3. En deuxième lieu, aux termes de l'article 21 du règlement n° 604/2013 du Parlement européen et du Conseil du 26 juin 2013 : " 1. L'État membre auprès duquel une demande de protection internationale a été introduite et qui estime qu'un autre État membre est responsable de l'examen de cette demande peut, dans les plus brefs délais et, en tout état de cause, dans un délai de trois mois à compter de la date de l'introduction de la demande au sens de l'article 20, paragraphe 2, requérir cet autre État membre aux fins de prise en charge du demandeur (...) ". Aux termes de l'article 25 du même règlement : " 1. L'État membre requis procède aux vérifications nécessaires et statue sur la requête aux fins de reprise en charge de la personne concernée aussi rapidement que possible et en tout état de cause dans un délai n'excédant pas un mois à compter de la date de réception de la requête. Lorsque la requête est fondée sur des données obtenues par le système Eurodac, ce délai est réduit à deux semaines. / 2. L'absence de réponse à l'expiration du délai d'un mois ou du délai de deux semaines mentionnés au paragraphe 1 équivaut à l'acceptation de la requête, et entraîne l'obligation de reprendre en charge la personne concernée, y compris l'obligation d'assurer une bonne organisation de son arrivée. ".
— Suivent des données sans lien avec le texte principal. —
use tokio_util::sync::CancellationToken;

use super::{MoviesClient, QuotesClient};
use crate::config::FellowshipConfig;
use crate::error::FellowshipError;

/// Entry point bundling every resource client.
///
/// Both clients share one HTTP connection pool.
///
/// ## Examples
///
/// ```rust,no_run
/// use fellowship::{FellowshipClient, Filter, FilterOperator, PageRequest};
/// use fellowship::model::{Movie, MovieField};
///
/// # async fn example() -> Result<(), fellowship::FellowshipError> {
/// let client = FellowshipClient::new("YOUR_API_KEY")?;
///
/// let long_movies = client
///     .movies()
///     .get_all(&PageRequest::new().filter(Filter::<Movie>::new(
///         MovieField::RuntimeInMinutes,
///         FilterOperator::GreaterThanOrEqual,
///         Some("160"),
///     )?))
///     .await?;
/// println!("Found {} long movies", long_movies.len());
/// # Ok(())
/// # }
/// ```
#[derive(Debug, Clone)]
pub struct FellowshipClient {
    movies: MoviesClient,
    quotes: QuotesClient,
}

impl FellowshipClient {
    /// Client for the public API authenticated with `api_key`.
    ///
    /// ## Errors
    ///
    /// Returns an error if the HTTP client cannot be constructed.
    pub fn new(api_key: impl Into<String>) -> Result<Self, FellowshipError> {
        Self::from_config(&FellowshipConfig::new(api_key))
    }

    /// Client built from an explicit configuration.
    ///
    /// ## Errors
    ///
    /// Returns an error if the configuration is invalid or the HTTP client
    /// cannot be constructed.
    pub fn from_config(config: &FellowshipConfig) -> Result<Self, FellowshipError> {
        let fetcher = config.fetcher()?;
        Ok(Self {
            movies: MoviesClient::new(fetcher.clone()),
            quotes: QuotesClient::new(fetcher),
        })
    }

    /// Client configured from `ONE_API_KEY` / `ONE_API_BASE_URL`.
    ///
    /// ## Errors
    ///
    /// Returns an error if `ONE_API_KEY` is not set.
    pub fn from_env() -> Result<Self, FellowshipError> {
        Self::from_config(&FellowshipConfig::from_env()?)
    }

    pub fn movies(&self) -> &MoviesClient {
        &self.movies
    }

    pub fn quotes(&self) -> &QuotesClient {
        &self.quotes
    }

    /// Returns a client whose calls are aborted when `token` is cancelled.
    pub fn with_cancellation(&self, token: CancellationToken) -> Self {
        Self {
            movies: self.movies.with_cancellation(token.clone()),
            quotes: self.quotes.with_cancellation(token),
        }
    }
}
4. Contrairement à ce que soutient M. A..., le préfet justifie, en produisant au dossier de première instance la copie du courriel daté du 10 octobre 2018 constituant la " réponse automatique accusant réception " de la demande de transfert de l'intéressé formulée au moyen de l'application " DubliNet ", que les autorités allemandes ont été saisies d'une demande de prise en charge de l'intéressé. Le préfet a également produit devant le premier juge la lettre du 16 octobre 2018 par laquelle ces autorités ont expressément accepté cette prise en charge.

5. En troisième lieu, aux termes de l'article 17 du règlement n° 604/2013 susvisé : " 1. Par dérogation à l'article 3, paragraphe 1, chaque État membre peut décider d'examiner une demande de protection internationale qui lui est présentée par un ressortissant de pays tiers ou un apatride, même si cet examen ne lui incombe pas en vertu des critères fixés dans le présent règlement. (...) ".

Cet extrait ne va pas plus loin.